Many other U.S. health-care systems saw a similar boost, with some analysts attributing it to a one-time boost from the Affordable Care Act.
The clinic files unaudited quarterly financial reports on the public Electronic Municipal Market Access website because of the $300 million in municipal bonds it has issued to investors.
The report for the first half of 2014 shows total revenue of $4.77 billion, up from $4.55 billion in the first six months of 2013.
Even more dramatic, its income was $347 million in the first half of the year, up from $197.4 million in the same period in 2013. Mayo is a nonprofit, so the earnings are reinvested into the company and not taken as profits.
Clinic officials declined to discuss the increase or anything else connected to the quarterly reports.

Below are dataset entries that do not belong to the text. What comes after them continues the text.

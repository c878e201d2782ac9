// -------------------------------------------------------------------------------------------------
//  Copyright (C) 2015-2025 Nautech Systems Pty Ltd. All rights reserved.
//  https://nautechsystems.io
//
//  Licensed under the GNU Lesser General Public License Version 3.0 (the "License");
//  You may not use this file except in compliance with the License.
//  You may obtain a copy of the License at https://www.gnu.org/licenses/lgpl-3.0.en.html
//
//  Unless required by applicable law or agreed to in writing, software
//  distributed under the License is distributed on an "AS IS" BASIS,
//  WITHOUT WARRANTIES OR CONDITIONS OF ANY KIND, either express or implied.
//  See the License for the specific language governing permissions and
//  limitations under the License.
// -------------------------------------------------------------------------------------------------


//! Table rendering for command output.

use serde_json::Value;
use tabled::{Table, Tabled, builder::Builder, settings::Style};

/// Renders typed rows as a rounded table.
pub fn render_table<R: Tabled>(rows: impl IntoIterator<Item = R>) -> String {
    Table::new(rows).with(Style::rounded()).to_string()
}

/// Renders JSON objects as a table with one column per key; missing keys render empty.
#[must_use]
pub fn render_object_rows(rows: &[Value], keys: &[&str]) -> String {
    let mut builder = Builder::default();
    builder.push_record(keys.iter().copied());
    for row in rows {
        builder.push_record(keys.iter().map(|key| cell(row.get(key))));
    }
    finish(builder)
}

/// Renders positional JSON arrays as a table, taking each column from the given index.
#[must_use]
pub fn render_array_rows(rows: &[Value], columns: &[(usize, &str)]) -> String {
    let mut builder = Builder::default();
    builder.push_record(columns.iter().map(|(_, name)| *name));
    for row in rows {
        builder.push_record(columns.iter().map(|(index, _)| cell(row.get(*index))));
    }
    finish(builder)
}

fn finish(builder: Builder) -> String {
    let mut table = builder.build();
    table.with(Style::rounded());
    table.to_string()
}

fn cell(value: Option<&Value>) -> String {
    match value {
        None | Some(Value::Null) => String::new(),
        Some(Value::String(s)) => s.clone(),
        Some(other) => other.to_string(),
    }
}

#[derive(Debug, Tabled)]
pub struct TickerRow {
    pub symbol: String,
    #[tabled(rename = "last")]
    pub last_price: String,
    pub bid: String,
    pub ask: String,
}

#[derive(Debug, Tabled)]
pub struct CandleRow {
    #[tabled(rename = "open time")]
    pub open_time: String,
    pub open: String,
    pub high: String,
    pub low: String,
    pub close: String,
    pub volume: String,
}

#[derive(Debug, Tabled)]
pub struct BalanceRow {
    pub asset: String,
    pub free: String,
    pub total: String,
}

#[derive(Debug, Tabled)]
pub struct OrderRow {
    pub id: String,
    pub symbol: String,
    pub side: String,
    #[tabled(rename = "type")]
    pub order_type: String,
    pub price: String,
    pub quantity: String,
    pub filled: String,
    pub status: String,
}

////////////////////////////////////////////////////////////////////////////////
// Tests
////////////////////////////////////////////////////////////////////////////////

#[cfg(test)]
mod tests {
    use rstest::rstest;
    use serde_json::json;

    use super::*;

    #[rstest]
    fn test_render_table_has_headers_and_values() {
        let rendered = render_table([BalanceRow {
            asset: "BTC".to_string(),
            free: "0.5".to_string(),
            total: "1.0".to_string(),
        }]);

        assert!(rendered.contains("asset"));
        assert!(rendered.contains("BTC"));
        assert!(rendered.contains("0.5"));
        assert!(rendered.starts_with('╭'));
    }

    #[rstest]
    fn test_render_object_rows_blank_for_missing_and_null() {
        let rows = vec![
            json!({"symbol": "BTCUSDT", "price": "100", "qty": null}),
            json!({"symbol": "ETHUSDT"}),
        ];

        let rendered = render_object_rows(&rows, &["symbol", "price", "qty"]);

        assert!(rendered.contains("BTCUSDT"));
        assert!(rendered.contains("ETHUSDT"));
        assert!(rendered.contains("100"));
        assert!(!rendered.contains("null"));
        assert!(!rendered.contains("\"BTCUSDT\""));
    }

    #[rstest]
    fn test_render_array_rows_picks_columns() {
        let rows = vec![json!([7, "tBTCUSD", 1_700_000_000_000_u64, 12, 0.5, 30000.0])];

        let rendered = render_array_rows(&rows, &[(1, "pair"), (4, "amount"), (5, "price")]);

        assert!(rendered.contains("pair"));
        assert!(rendered.contains("tBTCUSD"));
        assert!(rendered.contains("0.5"));
        assert!(rendered.contains("30000.0"));
        assert!(!rendered.contains("1700000000000"));
    }
}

"Mayo Clinic publicly reports on our operational and audited financial results once a year," stated spokesman Karl W. Oestreich. "Mayo ... will only be providing comment once a year when we release our year-end operational and financial results."
The increase matched similar quarterly financial bumps at public hospital chains, such as Tenet Healthcare, Universal Health Services and HCA Holdings.
Analysts point to the millions of people who have signed up under the Affordable Care Act and have sought long-delayed medical care as driving the spike. However, experts are divided about what the long-term impact will be, once the early pent-up demand works through the system.
Hospital Corporation of America's CEO Milton Johnson said on a conference call with analysts that the number of uninsured patients has dropped, as overall patient volume has increased.
Lifepoint, which runs 100 hospitals, credits the Affordable Care Act with boosting their second quarter numbers by $13 million.William Carpenter, Lifepoint's CEO, told analysts on his own conference call that, "We're now halfway through the first year of expanded coverage under the Affordable Care Act and, so far, our experience has been very positive."
Overall, Mayo Clinic's second quarter report of unaudited finances showed increases in most categories, with the exception of salaries and benefits.
Salaries and benefits were down by $33 million for the combined first six months of 2014 compared to the previous year. Mayo Clinic reported those costs were $2.957 billion from January to the end of June in 2013. That number dropped to $2.924 billion for the same period in 2014.
Revenue from net medical services grew to $4 billion in the first half of 2013, up from$3.895 billion in the same period in 2013.
In addition, funding from grants and contracts climbed to $189.8 million for the first six months of 2014, from $186.8 million for that period in 2013.